Data excerpts
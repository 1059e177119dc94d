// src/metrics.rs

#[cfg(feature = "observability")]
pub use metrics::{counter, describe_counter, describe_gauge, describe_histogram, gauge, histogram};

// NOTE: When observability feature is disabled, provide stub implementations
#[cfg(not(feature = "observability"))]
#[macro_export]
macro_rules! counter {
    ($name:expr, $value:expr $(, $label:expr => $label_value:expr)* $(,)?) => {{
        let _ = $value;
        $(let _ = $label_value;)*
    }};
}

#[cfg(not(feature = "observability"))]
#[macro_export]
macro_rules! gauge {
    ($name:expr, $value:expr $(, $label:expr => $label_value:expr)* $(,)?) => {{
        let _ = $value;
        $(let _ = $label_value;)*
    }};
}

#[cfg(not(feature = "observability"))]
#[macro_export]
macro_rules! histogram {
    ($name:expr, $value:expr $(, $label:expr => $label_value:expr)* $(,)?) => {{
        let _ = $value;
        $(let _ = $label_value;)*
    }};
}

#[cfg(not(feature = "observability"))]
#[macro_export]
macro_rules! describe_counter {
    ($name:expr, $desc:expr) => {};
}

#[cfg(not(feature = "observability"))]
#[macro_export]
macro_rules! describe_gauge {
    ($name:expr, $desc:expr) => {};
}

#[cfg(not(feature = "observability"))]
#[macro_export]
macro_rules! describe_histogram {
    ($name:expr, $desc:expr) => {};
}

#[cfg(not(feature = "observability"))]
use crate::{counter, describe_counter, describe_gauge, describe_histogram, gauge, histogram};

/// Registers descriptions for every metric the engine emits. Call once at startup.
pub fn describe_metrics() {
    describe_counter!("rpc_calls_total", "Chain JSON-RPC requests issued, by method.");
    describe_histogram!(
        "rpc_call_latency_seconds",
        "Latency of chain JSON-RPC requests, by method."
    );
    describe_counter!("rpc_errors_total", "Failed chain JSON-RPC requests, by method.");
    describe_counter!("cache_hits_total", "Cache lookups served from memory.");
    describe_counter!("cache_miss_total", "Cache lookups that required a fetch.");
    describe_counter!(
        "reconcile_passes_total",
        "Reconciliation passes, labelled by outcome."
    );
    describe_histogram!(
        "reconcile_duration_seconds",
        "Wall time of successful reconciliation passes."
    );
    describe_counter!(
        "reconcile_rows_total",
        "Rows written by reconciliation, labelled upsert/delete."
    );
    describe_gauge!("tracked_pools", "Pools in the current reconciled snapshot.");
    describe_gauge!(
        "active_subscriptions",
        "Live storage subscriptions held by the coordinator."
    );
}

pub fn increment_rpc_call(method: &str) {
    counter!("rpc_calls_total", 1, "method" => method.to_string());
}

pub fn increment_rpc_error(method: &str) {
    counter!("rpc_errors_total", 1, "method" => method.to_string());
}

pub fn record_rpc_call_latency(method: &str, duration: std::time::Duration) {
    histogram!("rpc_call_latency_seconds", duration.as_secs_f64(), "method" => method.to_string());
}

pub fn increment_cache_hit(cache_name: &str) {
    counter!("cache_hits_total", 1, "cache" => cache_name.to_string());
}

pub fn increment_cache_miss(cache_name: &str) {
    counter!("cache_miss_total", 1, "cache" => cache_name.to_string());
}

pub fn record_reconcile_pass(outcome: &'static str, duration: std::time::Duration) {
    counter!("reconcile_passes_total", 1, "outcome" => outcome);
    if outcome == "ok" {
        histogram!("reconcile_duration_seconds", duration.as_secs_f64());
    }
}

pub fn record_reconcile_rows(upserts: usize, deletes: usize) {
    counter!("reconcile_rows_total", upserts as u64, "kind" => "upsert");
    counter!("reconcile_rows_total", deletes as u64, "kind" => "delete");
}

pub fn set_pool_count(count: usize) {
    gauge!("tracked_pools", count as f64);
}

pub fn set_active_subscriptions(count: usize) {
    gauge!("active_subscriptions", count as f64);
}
...
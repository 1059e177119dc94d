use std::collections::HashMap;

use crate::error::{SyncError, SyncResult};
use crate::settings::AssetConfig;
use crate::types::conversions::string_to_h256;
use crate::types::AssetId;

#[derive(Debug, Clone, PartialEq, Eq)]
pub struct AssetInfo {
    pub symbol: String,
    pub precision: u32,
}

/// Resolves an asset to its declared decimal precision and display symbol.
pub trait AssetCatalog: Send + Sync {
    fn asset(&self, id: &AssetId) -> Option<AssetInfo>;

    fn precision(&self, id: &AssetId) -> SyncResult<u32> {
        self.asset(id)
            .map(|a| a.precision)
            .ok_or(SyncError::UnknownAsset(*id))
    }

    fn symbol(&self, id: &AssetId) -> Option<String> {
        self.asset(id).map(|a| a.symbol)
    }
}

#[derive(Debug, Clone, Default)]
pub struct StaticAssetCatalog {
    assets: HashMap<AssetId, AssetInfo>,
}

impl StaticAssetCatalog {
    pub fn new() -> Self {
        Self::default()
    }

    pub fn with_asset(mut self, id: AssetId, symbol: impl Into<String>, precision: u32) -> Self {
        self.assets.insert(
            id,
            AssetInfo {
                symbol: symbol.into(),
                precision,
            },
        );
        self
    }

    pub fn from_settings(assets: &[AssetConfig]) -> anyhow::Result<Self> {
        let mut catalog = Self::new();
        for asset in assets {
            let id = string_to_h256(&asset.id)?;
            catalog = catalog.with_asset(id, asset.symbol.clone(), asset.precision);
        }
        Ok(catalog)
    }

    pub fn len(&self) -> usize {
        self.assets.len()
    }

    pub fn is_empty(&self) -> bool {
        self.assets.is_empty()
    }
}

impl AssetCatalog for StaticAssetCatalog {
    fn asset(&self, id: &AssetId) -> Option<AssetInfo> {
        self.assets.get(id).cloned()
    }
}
==
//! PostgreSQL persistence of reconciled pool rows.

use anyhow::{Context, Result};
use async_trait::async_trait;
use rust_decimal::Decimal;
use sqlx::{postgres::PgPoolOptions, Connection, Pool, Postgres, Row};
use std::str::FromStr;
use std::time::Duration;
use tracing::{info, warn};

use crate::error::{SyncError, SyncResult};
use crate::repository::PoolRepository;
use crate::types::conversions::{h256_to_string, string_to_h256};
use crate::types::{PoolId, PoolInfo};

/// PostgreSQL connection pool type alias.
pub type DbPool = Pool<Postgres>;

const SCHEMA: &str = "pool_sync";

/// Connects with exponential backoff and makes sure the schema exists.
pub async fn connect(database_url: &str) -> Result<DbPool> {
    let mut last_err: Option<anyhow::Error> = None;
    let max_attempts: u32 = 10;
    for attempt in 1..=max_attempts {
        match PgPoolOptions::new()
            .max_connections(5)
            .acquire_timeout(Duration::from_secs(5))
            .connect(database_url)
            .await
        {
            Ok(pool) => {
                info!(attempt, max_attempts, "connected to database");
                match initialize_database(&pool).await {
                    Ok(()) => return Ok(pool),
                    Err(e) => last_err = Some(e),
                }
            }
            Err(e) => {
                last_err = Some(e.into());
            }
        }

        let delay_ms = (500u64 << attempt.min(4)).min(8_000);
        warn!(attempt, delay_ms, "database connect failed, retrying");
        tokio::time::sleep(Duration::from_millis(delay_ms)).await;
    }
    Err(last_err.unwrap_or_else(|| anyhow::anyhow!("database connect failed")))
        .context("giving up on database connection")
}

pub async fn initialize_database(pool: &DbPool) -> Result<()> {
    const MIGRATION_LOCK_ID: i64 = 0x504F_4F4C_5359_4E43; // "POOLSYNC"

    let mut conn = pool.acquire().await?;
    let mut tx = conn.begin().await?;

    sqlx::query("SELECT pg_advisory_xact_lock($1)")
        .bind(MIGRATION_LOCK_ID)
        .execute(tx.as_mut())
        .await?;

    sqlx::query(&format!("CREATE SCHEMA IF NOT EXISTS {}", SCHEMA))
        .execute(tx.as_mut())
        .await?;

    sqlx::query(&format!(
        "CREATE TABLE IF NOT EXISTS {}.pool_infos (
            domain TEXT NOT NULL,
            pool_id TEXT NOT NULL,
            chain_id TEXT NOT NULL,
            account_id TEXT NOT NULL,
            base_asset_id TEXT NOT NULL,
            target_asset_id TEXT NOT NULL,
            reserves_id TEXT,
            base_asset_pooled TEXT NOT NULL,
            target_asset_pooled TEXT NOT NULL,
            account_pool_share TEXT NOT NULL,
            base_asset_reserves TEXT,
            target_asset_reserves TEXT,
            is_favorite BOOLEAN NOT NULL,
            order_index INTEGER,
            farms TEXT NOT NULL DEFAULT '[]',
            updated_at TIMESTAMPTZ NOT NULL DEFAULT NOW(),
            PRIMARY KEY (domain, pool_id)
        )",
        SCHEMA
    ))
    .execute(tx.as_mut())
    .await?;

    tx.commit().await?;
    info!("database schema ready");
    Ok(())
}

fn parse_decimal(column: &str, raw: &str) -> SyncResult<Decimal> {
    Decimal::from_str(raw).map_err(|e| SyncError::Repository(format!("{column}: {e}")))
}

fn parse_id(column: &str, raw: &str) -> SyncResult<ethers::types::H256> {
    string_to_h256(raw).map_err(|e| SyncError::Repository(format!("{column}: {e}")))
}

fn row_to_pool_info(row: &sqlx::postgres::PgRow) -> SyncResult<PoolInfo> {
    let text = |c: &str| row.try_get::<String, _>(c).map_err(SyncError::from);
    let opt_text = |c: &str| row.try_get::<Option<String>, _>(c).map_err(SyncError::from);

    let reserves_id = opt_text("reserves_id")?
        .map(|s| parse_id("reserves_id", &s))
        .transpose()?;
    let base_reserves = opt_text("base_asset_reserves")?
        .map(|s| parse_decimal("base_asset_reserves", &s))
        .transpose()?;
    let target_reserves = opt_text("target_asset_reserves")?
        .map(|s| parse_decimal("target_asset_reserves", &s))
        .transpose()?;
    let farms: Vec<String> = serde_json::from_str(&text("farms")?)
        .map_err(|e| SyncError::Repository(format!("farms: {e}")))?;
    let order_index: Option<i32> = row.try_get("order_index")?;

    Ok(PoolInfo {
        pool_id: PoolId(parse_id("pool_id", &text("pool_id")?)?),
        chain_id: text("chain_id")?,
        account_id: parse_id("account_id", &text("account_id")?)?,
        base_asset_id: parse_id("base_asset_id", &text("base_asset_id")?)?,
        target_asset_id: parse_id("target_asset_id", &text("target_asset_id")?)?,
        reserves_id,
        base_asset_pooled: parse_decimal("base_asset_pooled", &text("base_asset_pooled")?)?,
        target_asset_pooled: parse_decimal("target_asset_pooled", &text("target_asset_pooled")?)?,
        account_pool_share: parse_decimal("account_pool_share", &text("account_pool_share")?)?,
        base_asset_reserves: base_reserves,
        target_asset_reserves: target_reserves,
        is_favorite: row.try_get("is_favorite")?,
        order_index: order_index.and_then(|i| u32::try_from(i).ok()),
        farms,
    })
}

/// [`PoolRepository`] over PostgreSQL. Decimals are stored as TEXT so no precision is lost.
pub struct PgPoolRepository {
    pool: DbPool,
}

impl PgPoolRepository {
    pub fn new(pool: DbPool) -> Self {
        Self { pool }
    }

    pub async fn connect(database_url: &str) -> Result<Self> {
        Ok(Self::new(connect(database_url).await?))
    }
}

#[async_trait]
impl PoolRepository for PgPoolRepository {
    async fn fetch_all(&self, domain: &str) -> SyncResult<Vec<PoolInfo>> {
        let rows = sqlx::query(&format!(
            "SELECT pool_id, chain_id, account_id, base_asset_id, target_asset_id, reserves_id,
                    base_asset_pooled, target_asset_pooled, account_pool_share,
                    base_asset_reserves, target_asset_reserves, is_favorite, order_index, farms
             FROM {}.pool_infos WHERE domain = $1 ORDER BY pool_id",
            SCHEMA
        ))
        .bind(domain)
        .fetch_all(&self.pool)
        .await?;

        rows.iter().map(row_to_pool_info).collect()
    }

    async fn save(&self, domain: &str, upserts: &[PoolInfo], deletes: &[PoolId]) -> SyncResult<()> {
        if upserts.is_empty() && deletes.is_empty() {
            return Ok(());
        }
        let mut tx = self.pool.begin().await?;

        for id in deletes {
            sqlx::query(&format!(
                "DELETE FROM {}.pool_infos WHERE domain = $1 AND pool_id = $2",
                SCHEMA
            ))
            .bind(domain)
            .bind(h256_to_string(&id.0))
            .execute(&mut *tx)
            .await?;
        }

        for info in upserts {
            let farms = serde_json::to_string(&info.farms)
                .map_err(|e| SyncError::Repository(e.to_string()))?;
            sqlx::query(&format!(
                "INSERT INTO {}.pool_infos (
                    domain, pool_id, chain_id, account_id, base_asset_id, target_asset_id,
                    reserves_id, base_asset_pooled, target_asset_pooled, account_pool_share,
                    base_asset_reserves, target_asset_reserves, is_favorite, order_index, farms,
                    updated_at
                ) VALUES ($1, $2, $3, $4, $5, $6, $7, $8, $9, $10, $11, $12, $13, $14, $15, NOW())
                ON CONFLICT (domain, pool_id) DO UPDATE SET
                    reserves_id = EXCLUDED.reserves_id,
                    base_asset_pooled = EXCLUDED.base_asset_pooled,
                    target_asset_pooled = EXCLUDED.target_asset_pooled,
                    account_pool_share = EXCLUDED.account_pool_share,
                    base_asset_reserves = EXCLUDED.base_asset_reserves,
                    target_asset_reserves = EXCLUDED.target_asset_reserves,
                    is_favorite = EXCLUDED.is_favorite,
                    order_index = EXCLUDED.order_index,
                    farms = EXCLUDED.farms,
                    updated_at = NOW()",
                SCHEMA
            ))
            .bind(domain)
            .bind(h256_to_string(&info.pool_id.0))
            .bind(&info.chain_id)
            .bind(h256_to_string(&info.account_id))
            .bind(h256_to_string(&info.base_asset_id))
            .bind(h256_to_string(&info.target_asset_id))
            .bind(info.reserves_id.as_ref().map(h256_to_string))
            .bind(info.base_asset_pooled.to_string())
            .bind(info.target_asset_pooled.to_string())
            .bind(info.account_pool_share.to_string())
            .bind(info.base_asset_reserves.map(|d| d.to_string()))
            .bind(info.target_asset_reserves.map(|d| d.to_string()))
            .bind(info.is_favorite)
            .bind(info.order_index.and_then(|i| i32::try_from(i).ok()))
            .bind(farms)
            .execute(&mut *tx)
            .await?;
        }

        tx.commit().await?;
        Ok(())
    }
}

Task objective>
Search each line of the entries for the string "PoolInfo", then say how many lines have it. Reply with the number only.

Solution>
5